Je ne sais même pas pourquoi je me fige. Après tout, je me doutais bien, qu'il serait là. C'est son but depuis le début de l'année, et il n'abandonnerait pas ses efforts après tant de travail acharné, tant de mots déjà volés.
Je me détourne. Mes prochaines répliques sortent d'entre mes lèvres avec un automatisme effrayant. Mes oreilles bourdonnent. Je sais que je suis en train de jouer, que je suis en train d'afficher les bonnes émotions sur mon visage, mais le cœur n'y est plus. L'âme m'a délaissée quelque part dans la salle, à côté d'un téléphone qui aspire ma parole, la dévore jusqu'à ce qu'elle ne m'appartienne plus.
À la fin de la scène, je me réfugie en coulisse, et je suis effrayé, parce que j'ai tant été perturbé que je ne sais plus si j'ai su le cacher. Tout s'est déroulé avec un mécanisme dont je n'ai aucun souvenir. Me suis-je figé trop longtemps ? Ai-je tout gâché ? L'obstruction dans ma gorge s'est-elle ressentie ? La faiblesse sur mes traits s'est-elle vue ? Est-ce que j'ai déçu Taehyung ? Et si je n'arrivais pas à me reprendre avant ma prochaine apparition ? Et si le blocage s'emparait de ma gorge et enchaînait mes cordes vocales ?
Mince.
Mon cerveau se brume. L'adrénaline me rattrape au galop. La chaleur monte dans ma tête et efface toute cohérence. Les fourmis courent sous mon crâne.
Je tente de respirer, longuement, d'entendre les mots qui sont clamés haut et fort. Je réfléchis, essaie de calculer le temps que j'ai avant de devoir revenir sur scène. Mais je n'arrive plus à rassembler mes idées. Aucune pensée ne passe, toutes filtrées et jetées à la poubelle.
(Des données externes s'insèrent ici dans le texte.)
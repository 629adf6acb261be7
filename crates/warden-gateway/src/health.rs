//! Liveness reporting for `/healthz`.

use std::sync::atomic::{AtomicBool, AtomicU64, Ordering};
use std::time::{Duration, Instant};

use chrono::{DateTime, Utc};
use serde::{Deserialize, Serialize};

/// Health status of the gateway.
#[derive(Debug, Clone, Copy, PartialEq, Eq, Serialize, Deserialize)]
#[serde(rename_all = "lowercase")]
pub enum HealthStatus {
    /// Serving with the latest manifest.
    Healthy,
    /// Serving, but the last manifest reload failed.
    Degraded,
    /// Not ready to serve.
    Unhealthy,
}

impl HealthStatus {
    /// Check if the status indicates the service is operational.
    pub fn is_operational(&self) -> bool {
        matches!(self, Self::Healthy | Self::Degraded)
    }
}

/// Body of `/healthz`.
#[derive(Debug, Clone, Serialize, Deserialize)]
pub struct HealthResponse {
    /// Overall health status.
    pub status: HealthStatus,
    /// Gateway version.
    pub version: String,
    /// Uptime in seconds.
    pub uptime_seconds: u64,
    /// When the serving policy was built.
    pub policy_loaded_at: DateTime<Utc>,
    /// Successful manifest reloads since start.
    pub reloads: u64,
    /// Failed manifest reloads since start.
    pub reload_failures: u64,
}

/// Tracks readiness and reload outcomes.
#[derive(Debug)]
pub struct HealthChecker {
    start_time: Instant,
    ready: AtomicBool,
    last_reload_failed: AtomicBool,
    reloads: AtomicU64,
    reload_failures: AtomicU64,
}

impl Default for HealthChecker {
    fn default() -> Self {
        Self::new()
    }
}

impl HealthChecker {
    /// Create a new health checker, not yet ready.
    pub fn new() -> Self {
        Self {
            start_time: Instant::now(),
            ready: AtomicBool::new(false),
            last_reload_failed: AtomicBool::new(false),
            reloads: AtomicU64::new(0),
            reload_failures: AtomicU64::new(0),
        }
    }

    /// Mark the gateway as ready.
    pub fn set_ready(&self, ready: bool) {
        self.ready.store(ready, Ordering::SeqCst);
    }

    /// Check if the gateway is ready.
    pub fn is_ready(&self) -> bool {
        self.ready.load(Ordering::SeqCst)
    }

    /// Record a successful reload.
    pub fn record_reload(&self) {
        self.reloads.fetch_add(1, Ordering::Relaxed);
        self.last_reload_failed.store(false, Ordering::SeqCst);
    }

    /// Record a failed reload.
    pub fn record_reload_failure(&self) {
        self.reload_failures.fetch_add(1, Ordering::Relaxed);
        self.last_reload_failed.store(true, Ordering::SeqCst);
    }

    /// Get the uptime.
    pub fn uptime(&self) -> Duration {
        self.start_time.elapsed()
    }

    /// Current status.
    pub fn status(&self) -> HealthStatus {
        if !self.is_ready() {
            HealthStatus::Unhealthy
        } else if self.last_reload_failed.load(Ordering::SeqCst) {
            HealthStatus::Degraded
        } else {
            HealthStatus::Healthy
        }
    }

    /// Perform a liveness check.
    pub fn liveness(&self, policy_loaded_at: DateTime<Utc>) -> HealthResponse {
        HealthResponse {
            status: self.status(),
            version: crate::VERSION.to_string(),
            uptime_seconds: self.uptime().as_secs(),
            policy_loaded_at,
            reloads: self.reloads.load(Ordering::Relaxed),
            reload_failures: self.reload_failures.load(Ordering::Relaxed),
        }
    }
}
Une nouvelle respiration. Ma panique s'intensifie. J'essaie de résoudre des calculs idiots pour me distraire. Huit et seize ? Quatre et Trente ? Neuf et Six ? Mais les chiffres se mélangent. Je ne trouve pas les réponses. J'atteins le mur au fond des coulisses, et m'assois sur le long banc qui le longe.
Ma tête tombe entre mes mains, mes coudes s'échouent sur mes genoux. Je ferme les yeux. Je sens la chaleur de mes paumes contre mon front, et essaie de me concentrer sur le contact.
Soudain, une autre chaleur s'invite à mes sens. Un corps qui s'arrête devant moi, puis des doigts qui séparent mes mains de mon crâne. Taehyung. Je relève les yeux ; ils me piquent alors même qu'aucune larme ne me vient. Au contraire, ils sont secs. Trop secs.
Un coup d'œil à mon visage, et Taehyung attrape Jimin, qui traverse les coulisses. Ils se lancent une oeillade entendue, que j'ai du mal à analyser à travers mon état brouillé. Jimin acquiesce et me jette un coup d'œil inquiet. Je n'ai pas le temps d'en voir plus puisque Taehyung, qui n'a pas lâché mes mains, m'aide à me relever.
Je suis ses mouvements, mon cœur faisant pulser mon sang si vite que je l'entends dans mes tempes. Mon corps est bouillant et gelé à la fois. Sa main me guide, et quand je réalise qu'il nous fait passer par la porte à l'arrière des coulisses, celle qui mène au couloir des loges derrière la scène, je proteste.
"Tu dois bientôt aller sur scène, Hyung ! Laisse moi, ça va aller, ne gâche pas tout pour moi, s'il te plait, retournes-y, je pourrais jamais me le pardonner, l-laisse moi, j-"
"Jungkook. Tout va bien. J'avais prévu que ça pourrait arriver. On a lancé une entracte. Enfin, Jimin va le faire. C'est courant, une entracte, au théâtre. Personne n'y verra aucun problème. Et si tu veux tout savoir, c'est parfait, parce que ça arrive pile à la fin d'un acte. Encore plus crédible. Alors maintenant, prends juste le temps de respirer, ok ?"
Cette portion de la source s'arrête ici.